What kind of med student has the spare time and energy to pitch Mary Kay cosmetics to instructors during her third-year surgery rotation—and succeed at it? “You would see me in general surgery—all the surgeons were buying baskets for their wives,” says Dreama Sloan-Kelly, M02. “They would tell me, ‘Dreama, you’ve got skills other than medicine.’ ”
The M.D. on Dreama Sloan-Kelly’s business card gave her instant credibility. Photo: Steve Marsel
You can blame Texas, if you like. That’s where Sloan-Kelly spent her childhood, accompanying her ex-Air Force dad as he moved from managing one construction project to the next at sites across the Lone Star State. “I was always with him,” she recalls happily. “I was his partner in crime.” Her whole family had an entrepreneurial spirit and a knack for reinvention. Sloan-Kelly was serving beer at rock concerts and in sports arenas around her hometown of Dallas when she was 12 years old.
It wasn’t until she reached Wellesley College that her hyperkinetic intellectual style posed a problem. There, she had trouble settling down long enough to master a foreign language. A professor told her simply, “I think you have a problem.” Even now, Sloan-Kelly sounds vague about the nature of her disability. “I can analyze anything. I love puzzles,” she says, “but I couldn’t do a foreign language.”
Medical school tightened the screws. Sloan-Kelly describes it as “a time of utter confusion, misery and growth.” She got married. She got pregnant—twice—and left school each time, taking six years to earn her degree. Then there was her robust extracurricular life. She sold Mary Kay cosmetics her third year. By fourth year, she had begun teaching massage therapy in the evenings at a Cambridge school. And all through her medical training, she pursued a keen interest in medical billing procedures. “The doctors used to tell me, ‘Dreama, this is not normal,’ ” she admits.

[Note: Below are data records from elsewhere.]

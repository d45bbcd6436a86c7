//! Console configuration.

use crate::i18n::Locale;
use thiserror::Error;

pub const DEFAULT_PAGE_SIZE: usize = 10;
pub const DEFAULT_CHANNEL_BUFFER: usize = 32;

#[derive(Debug, Clone, PartialEq, Eq, Error)]
pub enum ConfigError {
    #[error("unknown locale: {0}")]
    UnknownLocale(String),
    #[error("page size must be at least 1")]
    InvalidPageSize,
}

/// Validated settings for one console session.
#[derive(Debug, Clone, PartialEq, Eq)]
pub struct AdminConfig {
    pub locale: Locale,
    pub page_size: usize,
    /// Request queue capacity of the client actor.
    pub channel_buffer: usize,
}

impl Default for AdminConfig {
    fn default() -> Self {
        Self {
            locale: Locale::default(),
            page_size: DEFAULT_PAGE_SIZE,
            channel_buffer: DEFAULT_CHANNEL_BUFFER,
        }
    }
}

impl AdminConfig {
    pub fn new(locale: Locale, page_size: usize) -> Result<Self, ConfigError> {
        if page_size == 0 {
            return Err(ConfigError::InvalidPageSize);
        }
        Ok(Self {
            locale,
            page_size,
            ..Self::default()
        })
    }
}

#[cfg(test)]
mod tests {
    use super::*;

    #[test]
    fn test_zero_page_size_is_rejected() {
        assert_eq!(
            AdminConfig::new(Locale::Fr, 0),
            Err(ConfigError::InvalidPageSize)
        );
        let config = AdminConfig::new(Locale::Fr, 25).unwrap();
        assert_eq!(config.page_size, 25);
        assert_eq!(config.channel_buffer, DEFAULT_CHANNEL_BUFFER);
    }
}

Her first real job, as director of the medical assistant program at a technical school called the Career Education Institute in Somerville, Mass., tapped this side of her. At CEI, she was teaching students—many of them from disadvantaged backgrounds—how to handle coding and billing procedures in doctors’ offices. With typical zeal, which included leading her charges in rapid-fire chants of “I think I can, I think I can,” she made a success of it, and them. The program began with 10 students; by the time Sloan-Kelly left a few years later, 700 were enrolled.
After CEI, she spent two years handling sales for a Boston entrepreneur who ran his own medical billing-and-coding support business. Sloan-Kelly broke new ground for the business, setting up accounts in the U.S., Canada, Barbados and elsewhere. “It was awesome; I was doing a million things,” she says, “but once I learned the business, I bounced out.” On the side, she had begun cold-calling 100 prospective clients a day to build her own emergent coding-and-billing enterprise, Kelly, Sloan and Associates.
Kelly, Sloan has been her life for the past four or five years. Operating out of a small office in a former mill building in Shirley, Mass., with her MIT-educated husband, Horace, as partner, the company sells coding-billing seminars—where she hits the stage wearing “a low-cut dress, high heels and all kinds of bling”—as well as coding-billing guidebooks she has written tailored to individual specialties and software programs that provide computer “audits” for medical practices.
“No part of this is intuitive,” warns the boss. “Unless you know the reasons why you have been denied reimbursement, you will die on the vine.” Right now, the business is growing at a pace of 20 or 30 percent annually.
Boston lawyer Robert Blaisdell found Sloan-Kelly’s help decisive in a case where he was defending a physician who had been caught in a random audit by Medicare. “She was fantastic—she made a huge difference,” he says. The M.D. on Sloan-Kelly’s business card gave her instant credibility. “She knows the coding inside out, all the nuances of it, and was able to explain things to Medicare by talking on their level. I was there, and I could see the impression this made” on the auditors, Blaisdell relates.
In a way, all the chickens have come home to roost, from her days as a beer-jerk teen to restless medical student with blush and lipstick for sale. As Sloan-Kelly told her mom recently, “Every ounce of my life makes sense now.”
This story first appeared in the Fall 2009 Tufts Medicine magazine.